Triverdi menilai salah satu penyebab penurunan konsumsi baja nasional adalah banyak proyek pemerintah dan swasta yang terhambat. Hal ini terjadi karena perbankan masih kesulitan likuiditas sehingga tidak dapat dengan mudah mengucurkan kredit. "Bank sudah semakin selektif," katanya.

Dia memperkirakan penurunan permintaan baja nasional akan berlangsung hingga tahun depan.
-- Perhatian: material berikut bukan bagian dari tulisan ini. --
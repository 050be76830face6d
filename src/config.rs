use anyhow::{Context, Result};
use serde::{Deserialize, Serialize};
use std::fs;
use std::path::{Path, PathBuf};

pub const DEFAULT_BACKEND_URL: &str = "http://localhost:3000";
pub const BACKEND_URL_ENV: &str = "ELIZA_API_URL";

/// Main application configuration
#[derive(Debug, Clone, Serialize, Deserialize)]
#[serde(default)]
pub struct Config {
    /// Base URL of the Eliza agent backend
    pub backend_url: String,

    /// Operator id sent with messages (usually a wallet address)
    pub user_id: Option<String>,

    /// Where rooms and other client state are persisted
    pub data_dir: PathBuf,

    /// Per-request timeout, including the streamed body
    pub request_timeout_secs: u64,
}

impl Default for Config {
    fn default() -> Self {
        Config {
            backend_url: DEFAULT_BACKEND_URL.to_string(),
            user_id: None,
            data_dir: Self::home_dir(),
            request_timeout_secs: 120,
        }
    }
}

impl Config {
    /// `~/.suisound`
    pub fn home_dir() -> PathBuf {
        dirs::home_dir()
            .unwrap_or_else(|| PathBuf::from("."))
            .join(".suisound")
    }

    pub fn default_path() -> PathBuf {
        Self::home_dir().join("config.toml")
    }

    /// Load `~/.suisound/config.toml`, then apply environment overrides.
    pub fn load() -> Result<Self> {
        let mut config = Self::load_from(&Self::default_path())?;
        if let Ok(url) = std::env::var(BACKEND_URL_ENV) {
            config.apply_backend_override(&url);
        }
        Ok(config)
    }

    /// Load configuration from `path`; a missing file yields defaults.
    pub fn load_from(path: &Path) -> Result<Self> {
        if !path.exists() {
            return Ok(Config::default());
        }

        let content = fs::read_to_string(path)
            .with_context(|| format!("Failed to read config file {}", path.display()))?;
        toml::from_str(&content)
            .with_context(|| format!("Failed to parse config file {}", path.display()))
    }

    /// Save configuration to `path`
    pub fn save_to(&self, path: &Path) -> Result<()> {
        if let Some(parent) = path.parent() {
            fs::create_dir_all(parent).context("Failed to create config directory")?;
        }
        let content = toml::to_string_pretty(self).context("Failed to serialize config")?;
        fs::write(path, content).context("Failed to write config file")?;
        Ok(())
    }

    pub fn save(&self) -> Result<()> {
        self.save_to(&Self::default_path())
    }

    fn apply_backend_override(&mut self, url: &str) {
        let url = url.trim();
        if !url.is_empty() {
            self.backend_url = url.to_string();
        }
    }
}
use anyhow::{Context, Result};
use std::io::{self, Write};
use std::sync::Arc;
use suisound::config::Config;
use suisound::models::AgentConfig;
use suisound::storage::FileStore;
use suisound::{ChatMessage, Conversation, ElizaClient, SessionContext, SessionManager};
use tokio::io::{AsyncBufReadExt, BufReader};

pub fn build_client(config: &Config) -> Result<ElizaClient> {
    let store = FileStore::open(&config.data_dir)
        .with_context(|| format!("Failed to open state in {}", config.data_dir.display()))?;
    let sessions = SessionManager::new(Arc::new(store));
    ElizaClient::new(config, sessions).context("Failed to create HTTP client")
}

/// Explicit agent, else the last one used, else whatever the backend offers.
pub async fn resolve_agent(client: &ElizaClient, explicit: Option<String>) -> Result<String> {
    if let Some(agent_id) = explicit {
        client.sessions().remember_agent(&agent_id)?;
        return Ok(agent_id);
    }
    if let Some(agent_id) = client.sessions().last_agent_id() {
        return Ok(agent_id);
    }
    let agent = client
        .ensure_agent()
        .await
        .context("No agent available on the backend")?;
    Ok(agent.id)
}

fn print_message(message: &ChatMessage) {
    let who = if message.is_user { "👤 You" } else { "🤖 Agent" };
    println!("{} [{}]: {}", who, message.timestamp, message.text);
}

pub async fn chat(client: &ElizaClient, ctx: SessionContext) -> Result<()> {
    let agent_id = ctx.agent_id.clone().context("Agent ID is required")?;

    if !client.sessions().has_seen_onboarding() {
        println!("👋 Welcome to SuiSound chat!");
        println!("Type a message and press Enter. /reset starts a new room, /quit exits.");
        println!();
        client.sessions().mark_onboarding_seen()?;
    }

    let mut conversation = Conversation::new();
    conversation.replace_history(client.load_history(&agent_id).await);
    if let Some(notice) = conversation.notice() {
        println!("⚠️ {}", notice);
    }
    for message in conversation.messages() {
        print_message(message);
    }

    println!("💬 Chatting with agent {}", agent_id);
    let mut lines = BufReader::new(tokio::io::stdin()).lines();

    loop {
        print!("> ");
        io::stdout().flush()?;

        let Some(line) = lines.next_line().await.context("Failed to read input")? else {
            break;
        };

        match line.trim() {
            "/quit" | "/exit" => break,
            "/reset" => {
                client.sessions().invalidate(&agent_id)?;
                conversation = Conversation::new();
                println!("🧹 Started a fresh conversation room.");
                continue;
            }
            _ => {}
        }

        let Some(user_message) = conversation.push_user(&line) else {
            continue;
        };
        let text = user_message.text.clone();
        conversation.begin_reply();

        let result = client
            .send_message(&ctx, &text, |partial| {
                conversation.apply_partial(partial);
                print!("\r🤖 {}", partial);
                let _ = io::stdout().flush();
            })
            .await;

        match result {
            Ok(replies) => {
                conversation.complete_reply(replies);
                if let Some(reply) = conversation.messages().last() {
                    println!("\r🤖 {}", reply.text);
                }
            }
            Err(err) => {
                tracing::warn!(error = %err, "send failed");
                conversation.fail_reply();
                if let Some(reply) = conversation.messages().last() {
                    println!("\r❌ {}", reply.text);
                }
            }
        }
    }

    Ok(())
}

pub async fn send_once(client: &ElizaClient, ctx: SessionContext, text: &str) -> Result<()> {
    let text = text.trim();
    if text.is_empty() {
        println!("Nothing to send.");
        return Ok(());
    }

    let replies = client
        .send_message(&ctx, text, |partial| tracing::debug!(partial, "partial reply"))
        .await
        .context("Failed to send message")?;

    match replies.first() {
        Some(reply) => println!("{}", reply.text),
        None => println!("No response"),
    }
    Ok(())
}

pub async fn show_history(client: &ElizaClient, agent_id: &str) -> Result<()> {
    let mut conversation = Conversation::new();
    conversation.replace_history(client.load_history(agent_id).await);

    if let Some(notice) = conversation.notice() {
        println!("⚠️ {}", notice);
    }
    if conversation.messages().is_empty() {
        println!("📭 No messages yet for agent {}", agent_id);
        return Ok(());
    }
    for message in conversation.messages() {
        print_message(message);
    }
    Ok(())
}

pub async fn list_agents(client: &ElizaClient, owner: Option<&str>) -> Result<()> {
    let agents = match owner {
        Some(user_id) => client.user_agents(user_id).await?,
        None => client.list_agents().await?,
    };

    if agents.is_empty() {
        println!("📭 No agents registered.");
        return Ok(());
    }

    let last = client.sessions().last_agent_id();
    println!("🤖 Agents:");
    println!("{}", "=".repeat(50));
    for agent in agents {
        let marker = if last.as_deref() == Some(agent.id.as_str()) { "*" } else { " " };
        println!(
            "{} {}  {}",
            marker,
            agent.id,
            agent.name.as_deref().unwrap_or("(unnamed)")
        );
    }
    Ok(())
}

pub async fn register(
    client: &ElizaClient,
    name: String,
    description: Option<String>,
    user_id: &str,
) -> Result<()> {
    let config = AgentConfig {
        name,
        description,
        ..Default::default()
    };
    let agent = client
        .register_agent(config, user_id)
        .await
        .context("Failed to register agent")?;

    println!("✅ Registered agent {}", agent.id);
    Ok(())
}

pub async fn generate(client: &ElizaClient, description: &str) -> Result<()> {
    let details = client
        .generate_agent_details(description)
        .await
        .context("Failed to generate agent details")?;
    println!("{}", serde_json::to_string_pretty(&details)?);
    Ok(())
}

pub fn reset(client: &ElizaClient, agent_id: &str) -> Result<()> {
    client.sessions().invalidate(agent_id)?;
    println!("🧹 Cleared conversation room for agent {}", agent_id);
    Ok(())
}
Atas dasar itu, Essar akan menyesuaikan utilisasi produksi bajanya sesuai dengan permintaan baja. "Kami akan tetap akan memprioritaskan pasar ekspor, karena sampai saat ini keuangan kami masih belum terganggu dari ekspor."

Direktur Utama PT Krakatau Steel (KS) Fazwar Bujang ketika dikonfirmasi Bisnis mengatakan saat ini KS ikut terimbas kondisi pasar sehingga terpaksa juga ikut menurunkan produksi.

Sejak dua bulan lalu, ujarnya, perusahaannya telah menurunkan kapasitas produksinya sebesar 15% dari total produksi per tahun sekitar 2,5 juta ton. "Banyak perusahaan baja yang menurunkan kapasitas produksi termasuk PT KS."

Direktur Pemasaran PT Gunung Garuda Sujono juga mengungkapkan hal senada. "Kita sudah memangkas produksi antara 60% dan 70% hingga tinggal 10.000 ton-15.000 ton per bulan."

Dia menuturkan pemangkasan produksi ini terjadi akibat barang produksinya kalah bersaing dengan baja ilegal asal China.

Sujono menambahkan sejak awal 2008 hingga September, impor baja ilegal asal China jenis IWF dan H-Beam alias baja siku telah mencapai 30.000 ton hingga 40.000 ton. Baja jenis ini dijual oleh perusahaannya dengan harga US$1,200 per ton, sementara produk China hanya sebesar USS 1.050 per ton. "Murahnya baja China karena kualitasnya sangat buruk".